European Spacecraft Lands on Comet in Historic Space Feat

ROLIS Captures Descent of Philae
Comet 67P/CG appears in an image taken by the ROLIS instrument on the Philae lander as it descended from Rosetta spacecraft on Nov. 12, 2014, from a distance of approximately 1.9 miles (3 km) from the surface. (Image credit: ESA/Rosetta/Philae/ROLIS/DLR)

For the first time in history, a spacecraft from Earth has landed on the face of a comet speeding through deep space.

The European Space Agency's Philae lander on the Rosetta spacecraft made its nail-biting, history-making touchdown on the Comet 67P/Churyumov-Gerasimenko today (Nov. 12). Mission controllers are still trying to determine whether Philae's harpoons fired to anchor it to the surface of the comet. The landing ended what some scientists had dubbed "seven hours of terror" - the time it took for Philae to descend from Rosetta as the spacecraft and comet flew through space about 317 million miles (510 million kilometers) from Earth. 

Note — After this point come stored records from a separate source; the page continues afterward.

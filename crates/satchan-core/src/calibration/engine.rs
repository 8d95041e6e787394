//! Levenberg-Marquardt fit of the calibration parameters
//!
//! ```text
//!   r_i   = w_i · (measured_i − predicted_i(p))
//!   J_ik  = w_i · ∂predicted_i/∂p_k          (forward difference)
//!   (JᵀJ + λ·(diag(JᵀJ) + ε)) Δp = Jᵀr
//!   p    ← clamp(p + Δp)
//! ```
//!
//! The iteration stops when the largest applied step is below the tolerance
//! or after the iteration cap. Hitting the cap is not an error: the profile
//! carries the achieved RMS residual so the caller can judge the fit.

use chrono::{DateTime, Utc};
use serde::{Deserialize, Serialize};
use tracing::{debug, info, warn};

#[cfg(feature = "parallel")]
use rayon::prelude::*;

use super::measurement::{CalibrationInput, MeasurementPoint, ReferenceSatellite};
use super::profile::{CalibrationParameter, CalibrationParameters, CalibrationProfile, NUM_PARAMETERS};
use super::solver::solve_linear_system;
use crate::cir::build_cir;
use crate::error::CalibrationError;
use crate::link_budget::compute_link_budget;
use crate::params::LinkParams;
use crate::receiver::ReceiverConfig;
use crate::station::GroundStation;

/// Residual weight for C/N0
pub const WEIGHT_CN0: f64 = 2.0;
/// Residual weight for RSSI
pub const WEIGHT_RSSI: f64 = 1.5;
/// Residual weight for XPD
pub const WEIGHT_XPD: f64 = 1.0;
/// Residual weight for atmospheric attenuation
pub const WEIGHT_ATTENUATION: f64 = 1.5;
/// Residual weight for the legacy total-loss metric
pub const WEIGHT_LOSS: f64 = 1.0;
/// Residual weight for RMS delay spread
pub const WEIGHT_DELAY_SPREAD: f64 = 1.0;

/// Added to each diagonal entry before damping
const DIAGONAL_EPSILON: f64 = 1e-9;

/// Curvature ratio below which a parameter is treated as unobservable
const UNOBSERVABLE_RATIO: f64 = 1e-12;

/// Smallest Jacobian perturbation
const MIN_PERTURBATION: f64 = 1e-6;

/// Solver settings
#[derive(Debug, Clone, PartialEq, Serialize, Deserialize)]
#[serde(default)]
pub struct CalibrationSettings {
    pub max_iterations: usize,
    /// Convergence threshold on the largest parameter step
    pub tolerance: f64,
    /// Levenberg-Marquardt damping factor λ
    pub damping: f64,
    /// Where the receiver actually is; compared with input metadata
    pub ground_station: Option<GroundStation>,
    /// Distance above which a location mismatch is reported (km)
    pub station_mismatch_km: f64,
}

impl Default for CalibrationSettings {
    fn default() -> Self {
        Self {
            max_iterations: 30,
            tolerance: 1e-6,
            damping: 0.01,
            ground_station: None,
            station_mismatch_km: 50.0,
        }
    }
}

/// Which metric a residual compares
#[derive(Debug, Clone, Copy, PartialEq, Eq)]
enum Metric {
    Cn0,
    Rssi,
    Xpd,
    Attenuation,
    Loss,
    DelaySpread,
}

impl Metric {
    fn weight(&self) -> f64 {
        match self {
            Self::Cn0 => WEIGHT_CN0,
            Self::Rssi => WEIGHT_RSSI,
            Self::Xpd => WEIGHT_XPD,
            Self::Attenuation => WEIGHT_ATTENUATION,
            Self::Loss => WEIGHT_LOSS,
            Self::DelaySpread => WEIGHT_DELAY_SPREAD,
        }
    }
}

/// Fits calibration parameters against measurements.
#[derive(Debug, Clone)]
pub struct CalibrationEngine {
    link: LinkParams,
    receiver: ReceiverConfig,
    settings: CalibrationSettings,
}

impl CalibrationEngine {
    pub fn new(link: LinkParams, receiver: ReceiverConfig) -> Self {
        Self {
            link,
            receiver,
            settings: CalibrationSettings::default(),
        }
    }

    pub fn with_settings(mut self, settings: CalibrationSettings) -> Self {
        self.settings = settings;
        self
    }

    pub fn settings(&self) -> &CalibrationSettings {
        &self.settings
    }

    /// Calibrate a parsed input file.
    ///
    /// Rejects an underspecified custom reference satellite. A ground
    /// station far from the configured one only produces a warning.
    pub fn calibrate_input(
        &self,
        input: &CalibrationInput,
    ) -> Result<CalibrationProfile, CalibrationError> {
        let reference = input.metadata.reference_satellite.as_ref();
        if let Some(sat) = reference {
            sat.validate()?;
        }
        if let (Some(file_gs), Some(own_gs)) =
            (input.metadata.ground_station, self.settings.ground_station)
        {
            let distance_km = file_gs.distance_km(&own_gs);
            if distance_km > self.settings.station_mismatch_km {
                warn!(
                    distance_km,
                    limit_km = self.settings.station_mismatch_km,
                    "measurement ground station differs from configured station"
                );
            }
        }
        Ok(self.calibrate(&input.measurements, reference))
    }

    /// Calibrate, stamping the profile with the current time.
    pub fn calibrate(
        &self,
        points: &[MeasurementPoint],
        reference: Option<&ReferenceSatellite>,
    ) -> CalibrationProfile {
        self.calibrate_at(points, reference, Utc::now())
    }

    /// Calibrate with an explicit timestamp.
    pub fn calibrate_at(
        &self,
        points: &[MeasurementPoint],
        reference: Option<&ReferenceSatellite>,
        timestamp: DateTime<Utc>,
    ) -> CalibrationProfile {
        if points.is_empty() {
            return CalibrationProfile::default();
        }

        let (link, receiver) = match reference {
            Some(sat) => sat.apply(&self.link, &self.receiver),
            None => (self.link.clone(), self.receiver.clone()),
        };
        let model = ForwardModel {
            points,
            link: &link,
            receiver: &receiver,
        };

        let mut params = CalibrationParameters::default();
        let mut iterations = 0;
        for iter in 0..self.settings.max_iterations {
            iterations = iter + 1;
            let residuals = model.weighted_residuals(&params);
            if residuals.is_empty() {
                break;
            }
            let jacobian = model.jacobian(&params, &residuals);
            let delta = self.damped_step(&jacobian, &residuals);

            let current = params.to_array();
            let mut max_step: f64 = 0.0;
            let mut next = current;
            for (k, param) in CalibrationParameter::ALL.iter().enumerate() {
                next[k] = param.clamp(current[k] + delta[k]);
                max_step = max_step.max((next[k] - current[k]).abs());
            }
            params = CalibrationParameters::from_array(next);

            debug!(
                iteration = iterations,
                rms = rms(&residuals),
                max_step,
                "calibration iteration"
            );
            if max_step < self.settings.tolerance {
                break;
            }
        }

        let rms_residual = rms(&model.raw_residuals(&params));
        info!(
            points = points.len(),
            iterations,
            rms_residual,
            "calibration complete"
        );

        CalibrationProfile {
            calibrated: true,
            timestamp: Some(timestamp),
            data_points: points.len(),
            rms_residual: Some(rms_residual),
            reference_satellite: reference.map(|s| s.tag()),
            iterations,
            parameters: params,
        }
    }

    /// Solve the damped normal equations for one step.
    fn damped_step(&self, jacobian: &[Vec<f64>], residuals: &[f64]) -> Vec<f64> {
        let mut jtj = vec![vec![0.0; NUM_PARAMETERS]; NUM_PARAMETERS];
        let mut jtr = vec![0.0; NUM_PARAMETERS];
        for (i, r) in residuals.iter().enumerate() {
            for a in 0..NUM_PARAMETERS {
                let ja = jacobian[a][i];
                jtr[a] += ja * r;
                for b in 0..NUM_PARAMETERS {
                    jtj[a][b] += ja * jacobian[b][i];
                }
            }
        }
        // Columns with negligible curvature relative to the best constrained
        // parameter carry only rounding noise; hold those parameters fixed.
        let max_diag = (0..NUM_PARAMETERS).map(|k| jtj[k][k]).fold(0.0, f64::max);
        for k in 0..NUM_PARAMETERS {
            if jtj[k][k] <= max_diag * UNOBSERVABLE_RATIO {
                for j in 0..NUM_PARAMETERS {
                    jtj[k][j] = 0.0;
                    jtj[j][k] = 0.0;
                }
                jtr[k] = 0.0;
            }
        }
        for (k, row) in jtj.iter_mut().enumerate() {
            row[k] += self.settings.damping * (row[k] + DIAGONAL_EPSILON);
        }
        let delta = solve_linear_system(&jtj, &jtr);
        delta
            .into_iter()
            .map(|d| if d.is_finite() { d } else { 0.0 })
            .collect()
    }
}

/// Calibrate with the default receiver, stamping the current time.
pub fn calibrate(
    points: &[MeasurementPoint],
    link: &LinkParams,
    reference: Option<&ReferenceSatellite>,
) -> CalibrationProfile {
    CalibrationEngine::new(link.clone(), ReceiverConfig::default()).calibrate(points, reference)
}

fn rms(values: &[f64]) -> f64 {
    if values.is_empty() {
        return 0.0;
    }
    (values.iter().map(|v| v * v).sum::<f64>() / values.len() as f64).sqrt()
}

/// Predicts every populated metric for a trial parameter set
struct ForwardModel<'a> {
    points: &'a [MeasurementPoint],
    link: &'a LinkParams,
    receiver: &'a ReceiverConfig,
}

impl ForwardModel<'_> {
    /// (metric, measured − predicted) for every populated field
    fn residual_terms(&self, params: &CalibrationParameters) -> Vec<(Metric, f64)> {
        let mut terms = Vec::new();
        for point in self.points {
            let link = params.apply(&point.link_params(self.link));
            let budget = compute_link_budget(&link);
            let levels = self.receiver.levels(
                budget.total_absolute_loss_db(),
                budget.sky_noise_temp_k,
                link.bandwidth_mhz,
                params.eirp_offset_db,
                params.tsys_offset_k,
            );

            if let Some(cn0) = point.cn0_dbhz {
                terms.push((Metric::Cn0, cn0 - levels.cn0_dbhz));
            }
            if let Some(rssi) = point.rssi_dbm {
                terms.push((Metric::Rssi, rssi - levels.rx_power_dbm));
            }
            if let Some(xpd) = point.xpd_db {
                terms.push((Metric::Xpd, xpd - budget.xpd_db));
            }
            if let Some(att) = point.attenuation_db {
                terms.push((Metric::Attenuation, att - budget.atmospheric_loss_db));
            }
            if let Some(spread) = point.delay_spread_ns {
                let cir = build_cir(&link, &budget);
                terms.push((Metric::DelaySpread, spread - cir.rms_delay_spread_ns));
            }
            if !point.has_rich_metric() {
                if let Some(loss) = point.measured_loss_db {
                    terms.push((Metric::Loss, loss - budget.total_loss_db));
                }
            }
        }
        terms
    }

    fn raw_residuals(&self, params: &CalibrationParameters) -> Vec<f64> {
        self.residual_terms(params).into_iter().map(|(_, r)| r).collect()
    }

    fn weighted_residuals(&self, params: &CalibrationParameters) -> Vec<f64> {
        self.residual_terms(params)
            .into_iter()
            .map(|(m, r)| m.weight() * r)
            .collect()
    }

    /// Column k is ∂(w·predicted)/∂p_k, i.e. −∂r/∂p_k.
    fn jacobian_column(
        &self,
        params: &CalibrationParameters,
        base: &[f64],
        param: CalibrationParameter,
    ) -> Vec<f64> {
        let h = (param.step() * 0.1).max(MIN_PERTURBATION);
        let mut trial = *params;
        trial.set(param, params.get(param) + h);
        let perturbed = self.weighted_residuals(&trial);
        base.iter()
            .zip(perturbed)
            .map(|(r0, r1)| (r0 - r1) / h)
            .collect()
    }

    #[cfg(feature = "parallel")]
    fn jacobian(&self, params: &CalibrationParameters, base: &[f64]) -> Vec<Vec<f64>> {
        CalibrationParameter::ALL
            .par_iter()
            .map(|p| self.jacobian_column(params, base, *p))
            .collect()
    }

    #[cfg(not(feature = "parallel"))]
    fn jacobian(&self, params: &CalibrationParameters, base: &[f64]) -> Vec<Vec<f64>> {
        CalibrationParameter::ALL
            .iter()
            .map(|p| self.jacobian_column(params, base, *p))
            .collect()
    }
}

People started hugging, cheering and celebrating as soon as mission controllers got confirmation that the lander successfully touched down on the surface of the comet. Officials are now trying to determine whether they need to re-fire the probe's harpoons to be sure it stays in place on the comet. ESA officials confirmed that the spacecraft made its soft landing on the comet at a little bit after 11 a.m. EST (1600 GMT) today. [See images from the Rosetta mission]

The European Rosetta spacecraft's Philae lander aims to be the first probe ever to safely land on a comet. Here's how to land on a spinning ice mountain in space. (Image credit: By Karl Tate, Infographics Artist)

"We see the lander sitting on the road," Andrea Accomazzo, Rosetta flight director said just after landing was confirmed. "We've definitely confirmed that the lander is on the surface." 

Unlocking comet mysteries

The Rosetta mission is charged with helping scientists learn more about comets, mysterious, icy wanders that are left over from the dawn of the solar system billions of years ago. Some research also suggests that comets could be responsible for bringing water to Earth early in the planet's history.

Philae's 10 instruments will monitor Comet 67P/C-G from the surface as Rosetta orbits the comet, investigating it from above. 

Scientists hope that Philae will continue to collect data about the comet until at least March 2015. The two probes should be able to observe some changes to the comet as it flies closer to the sun. Rosetta is expected to remain with Comet 67P/C-G through December 2015, after it makes its closest flyby to the sun in August 2015.

"Comet impacts are thought to have been one of the principal means by which water was delivered to the early Earth, around 3.6 billion years ago, possibly contributing half the water in our oceans," planetary scientist Stanley Cowley, of the University of Leicester in England, said in a statement.

Philae started its difficult descent to the comet's surface at 3:35 a.m. EST (0835 GMT). The probe separated from Rosetta when they were both flying about 14 miles (22.5 kilometers) from the comet's center. The lander deployed a harpoon into the comet just after touchdown in order to keep itself in place in the comet's low gravity.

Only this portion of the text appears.